Work through the data below and give the number of lines holding the word "Running", without any other text.

Items listed in a dataset:
++++

//! Batch job data models.
//!
//! Author: kelexine (<https://github.com/kelexine>)

use crate::models::{GenerateContentResponse, GenerateRequest};
use chrono::{DateTime, Utc};
use serde::{Deserialize, Serialize};

/// Lifecycle state of a batch job.
///
/// `Pending → Running → {Succeeded | Failed | Cancelled}`; the last three
/// are terminal and absorbing.
#[derive(Debug, Clone, Copy, PartialEq, Eq, Hash, Serialize, Deserialize)]
#[serde(rename_all = "SCREAMING_SNAKE_CASE")]
pub enum BatchStatus {
    Pending,
    Running,
    Succeeded,
    Failed,
    Cancelled,
}

impl BatchStatus {
    pub fn is_terminal(&self) -> bool {
        matches!(
            self,
            BatchStatus::Succeeded | BatchStatus::Failed | BatchStatus::Cancelled
        )
    }

    /// Map a server state name (`BATCH_STATE_*` or `JOB_STATE_*`).
    ///
    /// Expired jobs count as failed; unknown or unspecified states are
    /// treated as still pending.
    pub fn from_wire(state: &str) -> Self {
        let name = state
            .strip_prefix("BATCH_STATE_")
            .or_else(|| state.strip_prefix("JOB_STATE_"))
            .unwrap_or(state);
        match name {
            "RUNNING" | "CANCELLING" => BatchStatus::Running,
            "SUCCEEDED" => BatchStatus::Succeeded,
            "FAILED" | "EXPIRED" => BatchStatus::Failed,
            "CANCELLED" => BatchStatus::Cancelled,
            _ => BatchStatus::Pending,
        }
    }

    pub fn as_str(&self) -> &'static str {
        match self {
            BatchStatus::Pending => "pending",
            BatchStatus::Running => "running",
            BatchStatus::Succeeded => "succeeded",
            BatchStatus::Failed => "failed",
            BatchStatus::Cancelled => "cancelled",
        }
    }
}

impl std::fmt::Display for BatchStatus {
    fn fmt(&self, f: &mut std::fmt::Formatter<'_>) -> std::fmt::Result {
        f.write_str(self.as_str())
    }
}

/// One request inside a batch, identified by an id unique within the batch.
#[derive(Debug, Clone, PartialEq)]
pub struct BatchRequest {
    /// Caller-assigned id; an empty id is replaced on submission.
    pub id: String,
    pub request: GenerateRequest,
}

impl BatchRequest {
    pub fn new(id: impl Into<String>, request: GenerateRequest) -> Self {
        Self {
            id: id.into(),
            request,
        }
    }

    /// Request whose id is assigned at submission time.
    pub fn auto(request: GenerateRequest) -> Self {
        Self {
            id: String::new(),
            request,
        }
    }
}

/// Locally tracked mirror of a server-side batch job.
#[derive(Debug, Clone, PartialEq)]
pub struct BatchJob {
    pub job_id: String,
    pub status: BatchStatus,
    pub create_time: DateTime<Utc>,
    pub update_time: Option<DateTime<Utc>>,
    pub completed_count: usize,
    pub failed_count: usize,
    pub total_count: usize,
    pub output_uri: Option<String>,
    /// Ids of the submitted requests, in submission order.
    pub request_ids: Vec<String>,
}

impl BatchJob {
    /// Fraction of requests that reached a final per-item state.
    pub fn progress(&self) -> f64 {
        if self.total_count == 0 {
            return 0.0;
        }
        ((self.completed_count + self.failed_count) as f64 / self.total_count as f64).min(1.0)
    }

    pub fn is_terminal(&self) -> bool {
        self.status.is_terminal()
    }
}

/// Per-request state inside a batch.
#[derive(Debug, Clone, Copy, PartialEq, Eq, Hash, Serialize, Deserialize)]
#[serde(rename_all = "lowercase")]
pub enum BatchItemStatus {
    Pending,
    Processing,
    Completed,
    Failed,
}

/// Result row for one submitted request id.
#[derive(Debug, Clone, PartialEq)]
pub struct BatchResponse {
    pub id: String,
    pub response: Option<GenerateContentResponse>,
    pub error: Option<String>,
    pub status: BatchItemStatus,
}

/// Job state as reported by one status call.
#[derive(Debug, Clone, PartialEq)]
pub struct BatchStatusReport {
    pub job_id: String,
    pub status: BatchStatus,
    pub create_time: Option<DateTime<Utc>>,
    pub update_time: Option<DateTime<Utc>>,
    pub total_count: Option<usize>,
    pub completed_count: usize,
    pub failed_count: usize,
    pub output_uri: Option<String>,
}

/// One item of a results call, keyed by the submitted request id.
#[derive(Debug, Clone, PartialEq)]
pub struct BatchResultItem {
    pub key: String,
    pub response: Option<GenerateContentResponse>,
    pub error: Option<String>,
}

++++

● Problem solution
4